### The task
Find the line containing "Health check endpoint" in the records below. Copy exactly that line and each one after it, ending at the line containing "let title = match", and nothing more.

Source data:
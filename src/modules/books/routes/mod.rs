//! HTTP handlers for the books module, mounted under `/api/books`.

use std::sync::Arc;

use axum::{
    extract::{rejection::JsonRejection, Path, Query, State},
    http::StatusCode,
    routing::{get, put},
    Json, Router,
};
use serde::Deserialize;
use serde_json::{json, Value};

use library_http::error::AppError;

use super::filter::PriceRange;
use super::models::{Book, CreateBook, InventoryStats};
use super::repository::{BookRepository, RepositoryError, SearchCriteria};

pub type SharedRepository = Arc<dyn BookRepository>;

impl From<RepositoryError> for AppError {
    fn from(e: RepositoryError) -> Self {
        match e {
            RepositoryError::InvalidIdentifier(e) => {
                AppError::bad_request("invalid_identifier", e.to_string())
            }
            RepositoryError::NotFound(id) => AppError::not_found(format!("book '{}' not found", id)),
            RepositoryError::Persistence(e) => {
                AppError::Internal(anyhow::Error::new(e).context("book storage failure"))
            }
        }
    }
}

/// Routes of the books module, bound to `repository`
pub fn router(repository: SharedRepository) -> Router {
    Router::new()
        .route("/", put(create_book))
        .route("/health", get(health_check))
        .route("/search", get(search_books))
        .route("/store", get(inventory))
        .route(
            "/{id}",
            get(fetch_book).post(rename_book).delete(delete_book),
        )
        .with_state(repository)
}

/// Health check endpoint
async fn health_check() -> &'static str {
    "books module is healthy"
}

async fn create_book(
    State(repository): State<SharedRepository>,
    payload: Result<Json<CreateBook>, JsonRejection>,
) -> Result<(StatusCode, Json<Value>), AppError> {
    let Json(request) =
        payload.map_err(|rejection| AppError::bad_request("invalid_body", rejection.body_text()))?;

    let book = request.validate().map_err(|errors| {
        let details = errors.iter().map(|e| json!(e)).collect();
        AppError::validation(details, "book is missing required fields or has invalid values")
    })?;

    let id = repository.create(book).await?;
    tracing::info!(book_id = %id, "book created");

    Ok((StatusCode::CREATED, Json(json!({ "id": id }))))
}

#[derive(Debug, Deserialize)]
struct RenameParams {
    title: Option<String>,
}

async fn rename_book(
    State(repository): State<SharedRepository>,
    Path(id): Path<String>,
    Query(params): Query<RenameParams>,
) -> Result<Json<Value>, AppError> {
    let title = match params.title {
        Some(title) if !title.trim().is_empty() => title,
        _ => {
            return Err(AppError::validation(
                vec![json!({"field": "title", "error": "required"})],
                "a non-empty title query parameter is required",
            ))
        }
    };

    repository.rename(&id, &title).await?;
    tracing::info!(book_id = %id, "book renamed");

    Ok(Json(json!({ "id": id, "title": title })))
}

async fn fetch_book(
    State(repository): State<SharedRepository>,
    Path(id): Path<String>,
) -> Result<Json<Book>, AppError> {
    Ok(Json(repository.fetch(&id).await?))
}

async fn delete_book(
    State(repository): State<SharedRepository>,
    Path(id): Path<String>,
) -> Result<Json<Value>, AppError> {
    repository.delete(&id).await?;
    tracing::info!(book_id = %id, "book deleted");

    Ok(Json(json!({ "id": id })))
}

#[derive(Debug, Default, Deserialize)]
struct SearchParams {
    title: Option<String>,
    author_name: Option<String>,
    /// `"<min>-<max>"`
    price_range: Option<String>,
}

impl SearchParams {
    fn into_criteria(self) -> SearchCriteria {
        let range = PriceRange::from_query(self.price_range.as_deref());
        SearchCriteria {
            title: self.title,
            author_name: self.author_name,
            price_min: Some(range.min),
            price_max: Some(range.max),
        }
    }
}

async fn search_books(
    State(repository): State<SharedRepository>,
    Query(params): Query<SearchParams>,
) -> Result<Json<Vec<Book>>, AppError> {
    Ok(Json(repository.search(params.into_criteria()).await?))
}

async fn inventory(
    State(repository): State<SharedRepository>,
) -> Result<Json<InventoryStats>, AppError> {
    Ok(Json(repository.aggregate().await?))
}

### Solution to this problem
/// Health check endpoint
async fn health_check() -> &'static str {
    "books module is healthy"
}

async fn create_book(
    State(repository): State<SharedRepository>,
    payload: Result<Json<CreateBook>, JsonRejection>,
) -> Result<(StatusCode, Json<Value>), AppError> {
    let Json(request) =
        payload.map_err(|rejection| AppError::bad_request("invalid_body", rejection.body_text()))?;

    let book = request.validate().map_err(|errors| {
        let details = errors.iter().map(|e| json!(e)).collect();
        AppError::validation(details, "book is missing required fields or has invalid values")
    })?;

    let id = repository.create(book).await?;
    tracing::info!(book_id = %id, "book created");

    Ok((StatusCode::CREATED, Json(json!({ "id": id }))))
}

#[derive(Debug, Deserialize)]
struct RenameParams {
    title: Option<String>,
}

async fn rename_book(
    State(repository): State<SharedRepository>,
    Path(id): Path<String>,
    Query(params): Query<RenameParams>,
) -> Result<Json<Value>, AppError> {
    let title = match params.title {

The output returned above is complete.